■ EXERCISE OBJECTIVE
The answer must be every record below, repeated exactly.

>>>>>

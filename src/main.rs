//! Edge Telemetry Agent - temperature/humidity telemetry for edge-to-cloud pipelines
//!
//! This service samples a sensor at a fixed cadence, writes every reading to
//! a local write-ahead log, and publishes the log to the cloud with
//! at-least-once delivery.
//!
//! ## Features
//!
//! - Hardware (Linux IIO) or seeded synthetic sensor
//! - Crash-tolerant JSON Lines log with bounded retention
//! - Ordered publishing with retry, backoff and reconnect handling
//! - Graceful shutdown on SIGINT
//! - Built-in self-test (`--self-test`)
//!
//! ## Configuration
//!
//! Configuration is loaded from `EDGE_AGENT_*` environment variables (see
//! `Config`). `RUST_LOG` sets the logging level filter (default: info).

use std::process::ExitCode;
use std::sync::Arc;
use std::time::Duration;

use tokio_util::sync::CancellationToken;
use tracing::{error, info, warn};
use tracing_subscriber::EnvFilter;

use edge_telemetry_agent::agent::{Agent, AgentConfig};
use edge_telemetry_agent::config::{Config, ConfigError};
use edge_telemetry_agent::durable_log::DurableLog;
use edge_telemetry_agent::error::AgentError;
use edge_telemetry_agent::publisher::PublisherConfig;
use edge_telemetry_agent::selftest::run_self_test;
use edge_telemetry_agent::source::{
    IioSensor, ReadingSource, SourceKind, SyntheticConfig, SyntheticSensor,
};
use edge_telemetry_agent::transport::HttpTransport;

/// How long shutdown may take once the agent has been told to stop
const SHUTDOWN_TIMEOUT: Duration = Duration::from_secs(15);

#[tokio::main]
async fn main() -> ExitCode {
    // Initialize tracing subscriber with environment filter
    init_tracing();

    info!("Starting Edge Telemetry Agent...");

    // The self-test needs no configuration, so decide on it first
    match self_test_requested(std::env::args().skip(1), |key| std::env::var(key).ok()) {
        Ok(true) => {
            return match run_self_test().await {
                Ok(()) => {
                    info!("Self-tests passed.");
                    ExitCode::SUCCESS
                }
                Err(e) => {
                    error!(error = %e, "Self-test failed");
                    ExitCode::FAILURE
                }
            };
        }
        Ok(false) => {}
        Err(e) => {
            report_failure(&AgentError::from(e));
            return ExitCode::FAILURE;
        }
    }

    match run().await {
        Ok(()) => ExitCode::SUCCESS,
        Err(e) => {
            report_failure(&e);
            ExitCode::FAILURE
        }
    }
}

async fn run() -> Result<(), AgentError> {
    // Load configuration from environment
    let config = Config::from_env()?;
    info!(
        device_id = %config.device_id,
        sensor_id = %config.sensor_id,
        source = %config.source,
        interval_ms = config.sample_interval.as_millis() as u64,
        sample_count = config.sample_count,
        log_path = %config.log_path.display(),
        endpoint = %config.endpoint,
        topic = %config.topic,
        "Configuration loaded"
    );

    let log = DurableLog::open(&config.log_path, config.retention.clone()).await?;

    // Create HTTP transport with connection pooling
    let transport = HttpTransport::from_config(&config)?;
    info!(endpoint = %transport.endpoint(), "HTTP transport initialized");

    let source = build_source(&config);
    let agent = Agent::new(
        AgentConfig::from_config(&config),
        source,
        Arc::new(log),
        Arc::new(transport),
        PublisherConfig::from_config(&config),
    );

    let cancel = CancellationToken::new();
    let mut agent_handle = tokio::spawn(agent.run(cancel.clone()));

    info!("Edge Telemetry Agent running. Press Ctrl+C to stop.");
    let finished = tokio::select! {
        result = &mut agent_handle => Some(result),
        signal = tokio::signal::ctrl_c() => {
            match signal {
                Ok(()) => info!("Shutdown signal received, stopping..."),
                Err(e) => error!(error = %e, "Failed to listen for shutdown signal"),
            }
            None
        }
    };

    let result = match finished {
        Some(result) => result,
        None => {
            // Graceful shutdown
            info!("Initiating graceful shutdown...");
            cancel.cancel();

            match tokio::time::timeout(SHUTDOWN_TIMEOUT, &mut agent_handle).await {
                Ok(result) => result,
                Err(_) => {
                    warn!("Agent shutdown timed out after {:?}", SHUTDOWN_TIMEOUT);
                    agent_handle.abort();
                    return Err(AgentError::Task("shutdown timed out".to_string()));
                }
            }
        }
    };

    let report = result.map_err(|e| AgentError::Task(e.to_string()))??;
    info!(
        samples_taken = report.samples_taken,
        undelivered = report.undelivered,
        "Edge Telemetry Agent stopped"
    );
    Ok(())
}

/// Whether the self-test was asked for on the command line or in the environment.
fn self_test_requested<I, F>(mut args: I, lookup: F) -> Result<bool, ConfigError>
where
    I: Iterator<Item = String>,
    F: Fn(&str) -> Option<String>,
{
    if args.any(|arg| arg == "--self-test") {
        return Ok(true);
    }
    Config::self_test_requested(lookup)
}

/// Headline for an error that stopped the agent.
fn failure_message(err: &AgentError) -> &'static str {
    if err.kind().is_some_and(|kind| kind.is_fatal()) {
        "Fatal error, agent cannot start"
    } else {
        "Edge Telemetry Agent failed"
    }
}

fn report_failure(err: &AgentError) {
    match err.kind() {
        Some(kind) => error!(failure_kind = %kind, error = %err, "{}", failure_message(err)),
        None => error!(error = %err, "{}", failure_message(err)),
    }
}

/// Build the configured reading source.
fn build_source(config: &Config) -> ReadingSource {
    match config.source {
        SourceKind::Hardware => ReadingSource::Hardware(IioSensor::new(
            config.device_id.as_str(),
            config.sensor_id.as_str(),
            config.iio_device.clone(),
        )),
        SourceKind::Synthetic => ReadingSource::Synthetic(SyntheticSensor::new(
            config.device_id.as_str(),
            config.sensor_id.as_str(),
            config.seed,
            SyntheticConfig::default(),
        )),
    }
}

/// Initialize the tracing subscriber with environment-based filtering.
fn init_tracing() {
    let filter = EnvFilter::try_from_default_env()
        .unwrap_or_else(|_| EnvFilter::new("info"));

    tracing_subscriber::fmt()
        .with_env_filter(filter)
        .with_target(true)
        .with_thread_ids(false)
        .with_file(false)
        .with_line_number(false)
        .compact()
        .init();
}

<<<<<

■ ANSWER TO THE EXERCISE
filename src/main.rs
//! Edge Telemetry Agent - temperature/humidity telemetry for edge-to-cloud pipelines
//!
//! This service samples a sensor at a fixed cadence, writes every reading to
//! a local write-ahead log, and publishes the log to the cloud with
//! at-least-once delivery.
//!
//! ## Features
//!
//! - Hardware (Linux IIO) or seeded synthetic sensor
//! - Crash-tolerant JSON Lines log with bounded retention
//! - Ordered publishing with retry, backoff and reconnect handling
//! - Graceful shutdown on SIGINT
//! - Built-in self-test (`--self-test`)
//!
//! ## Configuration
//!
//! Configuration is loaded from `EDGE_AGENT_*` environment variables (see
//! `Config`). `RUST_LOG` sets the logging level filter (default: info).

use std::process::ExitCode;
use std::sync::Arc;
use std::time::Duration;

use tokio_util::sync::CancellationToken;
use tracing::{error, info, warn};
use tracing_subscriber::EnvFilter;

use edge_telemetry_agent::agent::{Agent, AgentConfig};
use edge_telemetry_agent::config::{Config, ConfigError};
use edge_telemetry_agent::durable_log::DurableLog;
use edge_telemetry_agent::error::AgentError;
use edge_telemetry_agent::publisher::PublisherConfig;
use edge_telemetry_agent::selftest::run_self_test;
use edge_telemetry_agent::source::{
    IioSensor, ReadingSource, SourceKind, SyntheticConfig, SyntheticSensor,
};
use edge_telemetry_agent::transport::HttpTransport;

/// How long shutdown may take once the agent has been told to stop
const SHUTDOWN_TIMEOUT: Duration = Duration::from_secs(15);

#[tokio::main]
async fn main() -> ExitCode {
    // Initialize tracing subscriber with environment filter
    init_tracing();

    info!("Starting Edge Telemetry Agent...");

    // The self-test needs no configuration, so decide on it first
    match self_test_requested(std::env::args().skip(1), |key| std::env::var(key).ok()) {
        Ok(true) => {
            return match run_self_test().await {
                Ok(()) => {
                    info!("Self-tests passed.");
                    ExitCode::SUCCESS
                }
                Err(e) => {
                    error!(error = %e, "Self-test failed");
                    ExitCode::FAILURE
                }
            };
        }
        Ok(false) => {}
        Err(e) => {
            report_failure(&AgentError::from(e));
            return ExitCode::FAILURE;
        }
    }

    match run().await {
        Ok(()) => ExitCode::SUCCESS,
        Err(e) => {
            report_failure(&e);
            ExitCode::FAILURE
        }
    }
}

async fn run() -> Result<(), AgentError> {
    // Load configuration from environment
    let config = Config::from_env()?;
    info!(
        device_id = %config.device_id,
        sensor_id = %config.sensor_id,
        source = %config.source,
        interval_ms = config.sample_interval.as_millis() as u64,
        sample_count = config.sample_count,
        log_path = %config.log_path.display(),
        endpoint = %config.endpoint,
        topic = %config.topic,
        "Configuration loaded"
    );

    let log = DurableLog::open(&config.log_path, config.retention.clone()).await?;

    // Create HTTP transport with connection pooling
    let transport = HttpTransport::from_config(&config)?;
    info!(endpoint = %transport.endpoint(), "HTTP transport initialized");

    let source = build_source(&config);
    let agent = Agent::new(
        AgentConfig::from_config(&config),
        source,
        Arc::new(log),
        Arc::new(transport),
        PublisherConfig::from_config(&config),
    );

    let cancel = CancellationToken::new();
    let mut agent_handle = tokio::spawn(agent.run(cancel.clone()));

    info!("Edge Telemetry Agent running. Press Ctrl+C to stop.");
    let finished = tokio::select! {
        result = &mut agent_handle => Some(result),
        signal = tokio::signal::ctrl_c() => {
            match signal {
                Ok(()) => info!("Shutdown signal received, stopping..."),
                Err(e) => error!(error = %e, "Failed to listen for shutdown signal"),
            }
            None
        }
    };

    let result = match finished {
        Some(result) => result,
        None => {
            // Graceful shutdown
            info!("Initiating graceful shutdown...");
            cancel.cancel();

            match tokio::time::timeout(SHUTDOWN_TIMEOUT, &mut agent_handle).await {
                Ok(result) => result,
                Err(_) => {
                    warn!("Agent shutdown timed out after {:?}", SHUTDOWN_TIMEOUT);
                    agent_handle.abort();
                    return Err(AgentError::Task("shutdown timed out".to_string()));
                }
            }
        }
    };

    let report = result.map_err(|e| AgentError::Task(e.to_string()))??;
    info!(
        samples_taken = report.samples_taken,
        undelivered = report.undelivered,
        "Edge Telemetry Agent stopped"
    );
    Ok(())
}

/// Whether the self-test was asked for on the command line or in the environment.
fn self_test_requested<I, F>(mut args: I, lookup: F) -> Result<bool, ConfigError>
where
    I: Iterator<Item = String>,
    F: Fn(&str) -> Option<String>,
{
    if args.any(|arg| arg == "--self-test") {
        return Ok(true);
    }
    Config::self_test_requested(lookup)
}

/// Headline for an error that stopped the agent.
fn failure_message(err: &AgentError) -> &'static str {
    if err.kind().is_some_and(|kind| kind.is_fatal()) {
        "Fatal error, agent cannot start"
    } else {
        "Edge Telemetry Agent failed"
    }
}

fn report_failure(err: &AgentError) {
    match err.kind() {
        Some(kind) => error!(failure_kind = %kind, error = %err, "{}", failure_message(err)),
        None => error!(error = %err, "{}", failure_message(err)),
    }
}

/// Build the configured reading source.
fn build_source(config: &Config) -> ReadingSource {
    match config.source {
        SourceKind::Hardware => ReadingSource::Hardware(IioSensor::new(
            config.device_id.as_str(),
            config.sensor_id.as_str(),
            config.iio_device.clone(),
        )),
        SourceKind::Synthetic => ReadingSource::Synthetic(SyntheticSensor::new(
            config.device_id.as_str(),
            config.sensor_id.as_str(),
            config.seed,
            SyntheticConfig::default(),
        )),
    }
}

/// Initialize the tracing subscriber with environment-based filtering.
fn init_tracing() {
    let filter = EnvFilter::try_from_default_env()
        .unwrap_or_else(|_| EnvFilter::new("info"));

    tracing_subscriber::fmt()
        .with_env_filter(filter)
        .with_target(true)
        .with_thread_ids(false)
        .with_file(false)
        .with_line_number(false)
        .compact()
        .init();
}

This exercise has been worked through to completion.